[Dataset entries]
== == ==

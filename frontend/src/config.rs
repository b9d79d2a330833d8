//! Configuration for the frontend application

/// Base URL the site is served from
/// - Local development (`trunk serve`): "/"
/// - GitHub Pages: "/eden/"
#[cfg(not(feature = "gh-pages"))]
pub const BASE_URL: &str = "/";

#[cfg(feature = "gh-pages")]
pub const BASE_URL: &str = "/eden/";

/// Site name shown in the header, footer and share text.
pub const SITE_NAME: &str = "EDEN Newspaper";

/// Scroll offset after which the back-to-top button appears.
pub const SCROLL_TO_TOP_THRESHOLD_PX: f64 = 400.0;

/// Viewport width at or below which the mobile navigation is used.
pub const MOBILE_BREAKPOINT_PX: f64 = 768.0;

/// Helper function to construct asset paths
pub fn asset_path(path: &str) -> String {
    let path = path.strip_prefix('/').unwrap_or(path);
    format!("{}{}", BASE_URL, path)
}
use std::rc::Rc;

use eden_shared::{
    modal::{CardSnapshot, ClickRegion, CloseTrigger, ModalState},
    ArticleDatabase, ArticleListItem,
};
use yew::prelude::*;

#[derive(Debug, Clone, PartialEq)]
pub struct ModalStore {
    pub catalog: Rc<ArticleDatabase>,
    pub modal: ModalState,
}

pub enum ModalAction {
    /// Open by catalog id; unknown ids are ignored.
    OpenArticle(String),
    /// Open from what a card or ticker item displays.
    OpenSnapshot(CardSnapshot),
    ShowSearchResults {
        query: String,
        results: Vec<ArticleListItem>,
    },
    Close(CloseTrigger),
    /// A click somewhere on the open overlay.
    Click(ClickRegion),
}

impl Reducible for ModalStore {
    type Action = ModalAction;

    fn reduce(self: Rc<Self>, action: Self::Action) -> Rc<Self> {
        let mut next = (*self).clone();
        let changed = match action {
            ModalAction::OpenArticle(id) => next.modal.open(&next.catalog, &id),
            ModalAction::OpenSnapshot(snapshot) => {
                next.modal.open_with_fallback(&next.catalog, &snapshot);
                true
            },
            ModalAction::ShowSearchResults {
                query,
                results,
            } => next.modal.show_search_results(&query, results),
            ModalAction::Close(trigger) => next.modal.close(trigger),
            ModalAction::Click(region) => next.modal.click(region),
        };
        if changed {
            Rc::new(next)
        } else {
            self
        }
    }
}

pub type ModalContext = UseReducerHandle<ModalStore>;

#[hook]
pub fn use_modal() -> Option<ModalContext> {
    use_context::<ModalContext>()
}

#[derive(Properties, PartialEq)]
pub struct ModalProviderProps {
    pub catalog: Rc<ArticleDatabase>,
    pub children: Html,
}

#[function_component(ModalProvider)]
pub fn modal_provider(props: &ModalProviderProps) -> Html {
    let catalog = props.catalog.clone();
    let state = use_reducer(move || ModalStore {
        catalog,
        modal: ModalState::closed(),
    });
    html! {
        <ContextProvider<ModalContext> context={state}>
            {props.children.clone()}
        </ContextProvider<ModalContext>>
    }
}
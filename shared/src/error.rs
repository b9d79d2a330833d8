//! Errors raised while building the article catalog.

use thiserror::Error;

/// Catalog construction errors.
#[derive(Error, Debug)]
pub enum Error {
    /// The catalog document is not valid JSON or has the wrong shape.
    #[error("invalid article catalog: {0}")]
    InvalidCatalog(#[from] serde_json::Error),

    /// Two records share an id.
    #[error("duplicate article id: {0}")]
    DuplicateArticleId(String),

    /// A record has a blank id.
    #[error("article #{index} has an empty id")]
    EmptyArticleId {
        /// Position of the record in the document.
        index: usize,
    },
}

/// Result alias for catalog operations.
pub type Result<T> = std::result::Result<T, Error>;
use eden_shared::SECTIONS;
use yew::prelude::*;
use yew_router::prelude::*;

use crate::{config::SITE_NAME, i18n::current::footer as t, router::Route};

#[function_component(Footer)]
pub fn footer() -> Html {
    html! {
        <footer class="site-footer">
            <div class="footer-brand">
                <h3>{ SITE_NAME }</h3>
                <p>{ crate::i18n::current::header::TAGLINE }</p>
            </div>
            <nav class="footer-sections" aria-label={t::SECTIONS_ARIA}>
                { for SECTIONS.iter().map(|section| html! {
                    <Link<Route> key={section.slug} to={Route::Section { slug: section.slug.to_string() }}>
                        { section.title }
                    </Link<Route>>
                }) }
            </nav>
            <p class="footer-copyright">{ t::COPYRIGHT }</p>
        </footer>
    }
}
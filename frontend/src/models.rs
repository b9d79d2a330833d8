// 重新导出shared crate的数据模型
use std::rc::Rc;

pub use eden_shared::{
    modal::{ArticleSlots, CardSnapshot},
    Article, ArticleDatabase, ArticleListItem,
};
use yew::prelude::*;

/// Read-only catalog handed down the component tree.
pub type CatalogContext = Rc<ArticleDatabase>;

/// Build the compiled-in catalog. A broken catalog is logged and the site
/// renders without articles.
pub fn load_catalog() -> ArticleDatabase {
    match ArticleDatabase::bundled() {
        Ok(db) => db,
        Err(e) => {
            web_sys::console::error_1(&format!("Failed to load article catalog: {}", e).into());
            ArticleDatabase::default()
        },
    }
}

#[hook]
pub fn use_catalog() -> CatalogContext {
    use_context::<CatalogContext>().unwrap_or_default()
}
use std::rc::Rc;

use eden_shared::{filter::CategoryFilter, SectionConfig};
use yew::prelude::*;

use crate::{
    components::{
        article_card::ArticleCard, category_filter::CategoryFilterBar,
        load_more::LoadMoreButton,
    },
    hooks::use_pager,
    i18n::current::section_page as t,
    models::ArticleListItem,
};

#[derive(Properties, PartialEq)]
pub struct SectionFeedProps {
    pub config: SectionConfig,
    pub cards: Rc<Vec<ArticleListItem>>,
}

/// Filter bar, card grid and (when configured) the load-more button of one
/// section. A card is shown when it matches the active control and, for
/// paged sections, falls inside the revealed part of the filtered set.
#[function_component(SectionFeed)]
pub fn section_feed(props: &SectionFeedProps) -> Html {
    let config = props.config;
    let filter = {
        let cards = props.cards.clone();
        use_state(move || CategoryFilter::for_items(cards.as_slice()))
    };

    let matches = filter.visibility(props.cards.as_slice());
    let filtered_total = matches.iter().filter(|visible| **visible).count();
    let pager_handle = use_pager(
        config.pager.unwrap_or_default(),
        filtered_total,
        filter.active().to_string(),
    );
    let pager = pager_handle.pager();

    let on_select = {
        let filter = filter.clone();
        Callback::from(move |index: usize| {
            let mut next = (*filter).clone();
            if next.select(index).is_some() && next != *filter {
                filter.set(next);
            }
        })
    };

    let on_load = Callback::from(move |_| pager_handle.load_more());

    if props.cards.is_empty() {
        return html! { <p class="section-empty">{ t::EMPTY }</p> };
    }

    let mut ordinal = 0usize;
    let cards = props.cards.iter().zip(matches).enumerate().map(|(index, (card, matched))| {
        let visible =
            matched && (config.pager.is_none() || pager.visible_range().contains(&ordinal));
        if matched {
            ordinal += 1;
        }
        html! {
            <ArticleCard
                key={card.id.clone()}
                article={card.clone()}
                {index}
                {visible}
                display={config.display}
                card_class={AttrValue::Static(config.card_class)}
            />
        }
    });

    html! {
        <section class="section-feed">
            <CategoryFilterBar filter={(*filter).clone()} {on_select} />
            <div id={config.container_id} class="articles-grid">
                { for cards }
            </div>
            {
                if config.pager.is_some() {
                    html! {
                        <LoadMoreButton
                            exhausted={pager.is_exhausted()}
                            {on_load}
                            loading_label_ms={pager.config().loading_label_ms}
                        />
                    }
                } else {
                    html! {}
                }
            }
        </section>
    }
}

== == ==

Required work: Having looked over the entries above, reproduce all of them exactly.

Task response:
filename frontend/src/config.rs
repository b9d79d2a330833d8
//! Configuration for the frontend application

/// Base URL the site is served from
/// - Local development (`trunk serve`): "/"
/// - GitHub Pages: "/eden/"
#[cfg(not(feature = "gh-pages"))]
pub const BASE_URL: &str = "/";

#[cfg(feature = "gh-pages")]
pub const BASE_URL: &str = "/eden/";

/// Site name shown in the header, footer and share text.
pub const SITE_NAME: &str = "EDEN Newspaper";

/// Scroll offset after which the back-to-top button appears.
pub const SCROLL_TO_TOP_THRESHOLD_PX: f64 = 400.0;

/// Viewport width at or below which the mobile navigation is used.
pub const MOBILE_BREAKPOINT_PX: f64 = 768.0;

/// Helper function to construct asset paths
pub fn asset_path(path: &str) -> String {
    let path = path.strip_prefix('/').unwrap_or(path);
    format!("{}{}", BASE_URL, path)
}
use std::rc::Rc;

use eden_shared::{
    modal::{CardSnapshot, ClickRegion, CloseTrigger, ModalState},
    ArticleDatabase, ArticleListItem,
};
use yew::prelude::*;

#[derive(Debug, Clone, PartialEq)]
pub struct ModalStore {
    pub catalog: Rc<ArticleDatabase>,
    pub modal: ModalState,
}

pub enum ModalAction {
    /// Open by catalog id; unknown ids are ignored.
    OpenArticle(String),
    /// Open from what a card or ticker item displays.
    OpenSnapshot(CardSnapshot),
    ShowSearchResults {
        query: String,
        results: Vec<ArticleListItem>,
    },
    Close(CloseTrigger),
    /// A click somewhere on the open overlay.
    Click(ClickRegion),
}

impl Reducible for ModalStore {
    type Action = ModalAction;

    fn reduce(self: Rc<Self>, action: Self::Action) -> Rc<Self> {
        let mut next = (*self).clone();
        let changed = match action {
            ModalAction::OpenArticle(id) => next.modal.open(&next.catalog, &id),
            ModalAction::OpenSnapshot(snapshot) => {
                next.modal.open_with_fallback(&next.catalog, &snapshot);
                true
            },
            ModalAction::ShowSearchResults {
                query,
                results,
            } => next.modal.show_search_results(&query, results),
            ModalAction::Close(trigger) => next.modal.close(trigger),
            ModalAction::Click(region) => next.modal.click(region),
        };
        if changed {
            Rc::new(next)
        } else {
            self
        }
    }
}

pub type ModalContext = UseReducerHandle<ModalStore>;

#[hook]
pub fn use_modal() -> Option<ModalContext> {
    use_context::<ModalContext>()
}

#[derive(Properties, PartialEq)]
pub struct ModalProviderProps {
    pub catalog: Rc<ArticleDatabase>,
    pub children: Html,
}

#[function_component(ModalProvider)]
pub fn modal_provider(props: &ModalProviderProps) -> Html {
    let catalog = props.catalog.clone();
    let state = use_reducer(move || ModalStore {
        catalog,
        modal: ModalState::closed(),
    });
    html! {
        <ContextProvider<ModalContext> context={state}>
            {props.children.clone()}
        </ContextProvider<ModalContext>>
    }
}
filename shared/src/error.rs
repository b9d79d2a330833d8
//! Errors raised while building the article catalog.

use thiserror::Error;

/// Catalog construction errors.
#[derive(Error, Debug)]
pub enum Error {
    /// The catalog document is not valid JSON or has the wrong shape.
    #[error("invalid article catalog: {0}")]
    InvalidCatalog(#[from] serde_json::Error),

    /// Two records share an id.
    #[error("duplicate article id: {0}")]
    DuplicateArticleId(String),

    /// A record has a blank id.
    #[error("article #{index} has an empty id")]
    EmptyArticleId {
        /// Position of the record in the document.
        index: usize,
    },
}

/// Result alias for catalog operations.
pub type Result<T> = std::result::Result<T, Error>;
use eden_shared::SECTIONS;
use yew::prelude::*;
use yew_router::prelude::*;

use crate::{config::SITE_NAME, i18n::current::footer as t, router::Route};

#[function_component(Footer)]
pub fn footer() -> Html {
    html! {
        <footer class="site-footer">
            <div class="footer-brand">
                <h3>{ SITE_NAME }</h3>
                <p>{ crate::i18n::current::header::TAGLINE }</p>
            </div>
            <nav class="footer-sections" aria-label={t::SECTIONS_ARIA}>
                { for SECTIONS.iter().map(|section| html! {
                    <Link<Route> key={section.slug} to={Route::Section { slug: section.slug.to_string() }}>
                        { section.title }
                    </Link<Route>>
                }) }
            </nav>
            <p class="footer-copyright">{ t::COPYRIGHT }</p>
        </footer>
    }
}
filename frontend/src/models.rs
repository b9d79d2a330833d8
// 重新导出shared crate的数据模型
use std::rc::Rc;

pub use eden_shared::{
    modal::{ArticleSlots, CardSnapshot},
    Article, ArticleDatabase, ArticleListItem,
};
use yew::prelude::*;

/// Read-only catalog handed down the component tree.
pub type CatalogContext = Rc<ArticleDatabase>;

/// Build the compiled-in catalog. A broken catalog is logged and the site
/// renders without articles.
pub fn load_catalog() -> ArticleDatabase {
    match ArticleDatabase::bundled() {
        Ok(db) => db,
        Err(e) => {
            web_sys::console::error_1(&format!("Failed to load article catalog: {}", e).into());
            ArticleDatabase::default()
        },
    }
}

#[hook]
pub fn use_catalog() -> CatalogContext {
    use_context::<CatalogContext>().unwrap_or_default()
}
use std::rc::Rc;

use eden_shared::{filter::CategoryFilter, SectionConfig};
use yew::prelude::*;

use crate::{
    components::{
        article_card::ArticleCard, category_filter::CategoryFilterBar,
        load_more::LoadMoreButton,
    },
    hooks::use_pager,
    i18n::current::section_page as t,
    models::ArticleListItem,
};

#[derive(Properties, PartialEq)]
pub struct SectionFeedProps {
    pub config: SectionConfig,
    pub cards: Rc<Vec<ArticleListItem>>,
}

/// Filter bar, card grid and (when configured) the load-more button of one
/// section. A card is shown when it matches the active control and, for
/// paged sections, falls inside the revealed part of the filtered set.
#[function_component(SectionFeed)]
pub fn section_feed(props: &SectionFeedProps) -> Html {
    let config = props.config;
    let filter = {
        let cards = props.cards.clone();
        use_state(move || CategoryFilter::for_items(cards.as_slice()))
    };

    let matches = filter.visibility(props.cards.as_slice());
    let filtered_total = matches.iter().filter(|visible| **visible).count();
    let pager_handle = use_pager(
        config.pager.unwrap_or_default(),
        filtered_total,
        filter.active().to_string(),
    );
    let pager = pager_handle.pager();

    let on_select = {
        let filter = filter.clone();
        Callback::from(move |index: usize| {
            let mut next = (*filter).clone();
            if next.select(index).is_some() && next != *filter {
                filter.set(next);
            }
        })
    };

    let on_load = Callback::from(move |_| pager_handle.load_more());

    if props.cards.is_empty() {
        return html! { <p class="section-empty">{ t::EMPTY }</p> };
    }

    let mut ordinal = 0usize;
    let cards = props.cards.iter().zip(matches).enumerate().map(|(index, (card, matched))| {
        let visible =
            matched && (config.pager.is_none() || pager.visible_range().contains(&ordinal));
        if matched {
            ordinal += 1;
        }
        html! {
            <ArticleCard
                key={card.id.clone()}
                article={card.clone()}
                {index}
                {visible}
                display={config.display}
                card_class={AttrValue::Static(config.card_class)}
            />
        }
    });

    html! {
        <section class="section-feed">
            <CategoryFilterBar filter={(*filter).clone()} {on_select} />
            <div id={config.container_id} class="articles-grid">
                { for cards }
            </div>
            {
                if config.pager.is_some() {
                    html! {
                        <LoadMoreButton
                            exhausted={pager.is_exhausted()}
                            {on_load}
                            loading_label_ms={pager.config().loading_label_ms}
                        />
                    }
                } else {
                    html! {}
                }
            }
        </section>
    }
}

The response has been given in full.